Não é de se estranhar, portanto, que as expectativas quanto às consequências de estímulos pelo lado da demanda no Brasil, em contraste com o que se passa na China, indiquem inflação, ou elevação de juros para evitá-la e para acomodar uma elevação da dívida pública. A dissincronia se torna paradoxo nesse terreno: a expansão fiscal acaba produzindo elevação de juros, no figurino do chamado crowding out, assim prejudicando o investimento privado. Segue-se que o problema nas contas públicas não é apenas de Brasília e que não é algo do qual o setor privado possa se afastar. O setor público compete com o setor privado e vence a disputa por recursos graças aos juros maiores. É o crowding out: o desequilíbrio fiscal eleva o custo do capital no país. No Brasil, portanto, estímulos fiscais adicionais geram mais juro e mais irritação no setor privado.

 Grau de investimento

O Brasil está dois degraus abaixo do grau de investimento, mas se esforça em vestir um modelito fiscal muito apertado para a sua realidade. A teoria parece ser a de que a pessoa emagrece quando veste uma roupa apertada. Talvez o desconforto com a roupa muito justa produza alguma disciplina alimentar. Mas não é muito provável. O ideal seria a pessoa se convencer sobre a alimentação saudável para praticá-la com disciplina e, a seguir, caso pratique a disciplina alimentar, desfrute de suas consequências.

Mas não é bem isso o que estamos assistindo. Não há muito apoio à ideia de reduzir a despesa pública.

Tudo isso não obstante, contrariando tendências e prognósticos fiscais, majoritariamente pessimistas, a Moody’s melhorou a nota de crédito do país em um degrau inteiro, de Ba2 para Ba1, ainda um degrau abaixo do chamado grau de investimento. O relato é de que o presidente Lula pediu para acompanhar o ministro Haddad em reunião com a Moody’s em Nova York e que desse esforço resultou o upgrade.

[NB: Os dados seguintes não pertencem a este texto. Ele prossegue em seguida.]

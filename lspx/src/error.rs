//! Error types for bundle decoding, lookup, and configuration

use std::path::PathBuf;

use thiserror::Error;

use crate::codec::CodecStage;

/// Failure of a single bundle load.
///
/// Every variant is fatal to the load that produced it and to nothing else.
/// [`crate::Bundle::load`] swallows these into an empty bundle; use
/// [`crate::Bundle::try_load`] to see the cause.
#[derive(Debug, Error)]
pub enum BundleError {
    #[error("bundle file not found: {}", path.display())]
    FileNotFound { path: PathBuf },

    #[error("bad bundle header: expected {expected:?}, found {found:?}")]
    BadHeader { expected: [u8; 4], found: [u8; 4] },

    #[error("unsupported bundle version {0} (supported: 1, 2)")]
    UnsupportedVersion(i32),

    #[error("truncated input at offset {offset:#x} (need {need} bytes, have {have})")]
    TruncatedInput { offset: u64, need: u64, have: u64 },

    #[error("negative {field} ({value}) at offset {offset:#x}")]
    NegativeField {
        field: &'static str,
        value: i32,
        offset: u64,
    },

    #[error("{kind} count mismatch: declared {declared}, decoded {decoded}")]
    CountMismatch {
        kind: &'static str,
        declared: usize,
        decoded: usize,
    },

    #[error("unknown chunk tag {tag:?} at offset {offset:#x}")]
    UnknownChunkTag { tag: [u8; 4], offset: u64 },

    #[error("invalid sprite name at offset {offset:#x}: {reason}")]
    InvalidName { offset: u64, reason: String },

    #[error("sprite {name:?} references atlas {atlas_index}, bundle has {atlas_count}")]
    AtlasIndexOutOfRange {
        name: String,
        atlas_index: i32,
        atlas_count: usize,
    },

    #[error("atlas {atlas} codec failure during {stage}: {source}")]
    CodecFailure {
        atlas: usize,
        stage: CodecStage,
        #[source]
        source: Box<dyn std::error::Error + Send + Sync>,
    },

    #[error("I/O error: {0}")]
    Io(#[from] std::io::Error),
}

pub type Result<T> = std::result::Result<T, BundleError>;

/// Sprite registry lookup failure
#[derive(Debug, Clone, Copy, PartialEq, Eq, Error)]
pub enum LookupError {
    /// No sprite with that name
    #[error("sprite not found")]
    NotFound,
    /// Registry searched before it was sorted
    #[error("sprite registry is not finalized")]
    NotReady,
}

/// Loader configuration could not be parsed
#[derive(Debug, Error)]
pub enum ConfigError {
    #[error("invalid loader config: {0}")]
    Toml(#[from] toml::de::Error),
}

O movimento não era esperado, e suscitou desconfiança e divisão entre especialistas.

É um apoio muito bem-vindo ao ministro Haddad e a seu arcabouço, vindo diretamente do presidente da República e em um formato que parece não confrontar o PT, sempre avesso a qualquer movimento na direção da responsabilidade fiscal. É, numa interpretação benevolente, a segunda parte de uma espécie de “carta aos brasileiros” ou de “beijo na cruz”, cujo primeiro capítulo foi a indicação de Gabriel Galípolo, inclusive com mandato para subir os juros.

O mês de setembro termina numa nota muito positiva. Entretanto, resta ver se as outras agências serão também “ativistas” como a Moody´s e se o ministro entregará o que prometeu em matéria de política fiscal. Afinal, é um upgrade de um degrau de uma das três agências, uma espécie de incentivo para o que é necessário fazer para que o país atinja o grau de investimento.

A tese pela qual o crescimento resolve tudo e o gasto gera crescimento continua bem viva e perigosa.

*Gustavo Franco é sócio-fundador da Rio Bravo Investimentos e ex-presidente do Banco Central do Brasil. Este artigo faz parte da Carta Estratégias de setembro, relatório mensal distribuído pela Rio Bravo a seus clientes e reproduzido com exclusividade pela EXAME Invest.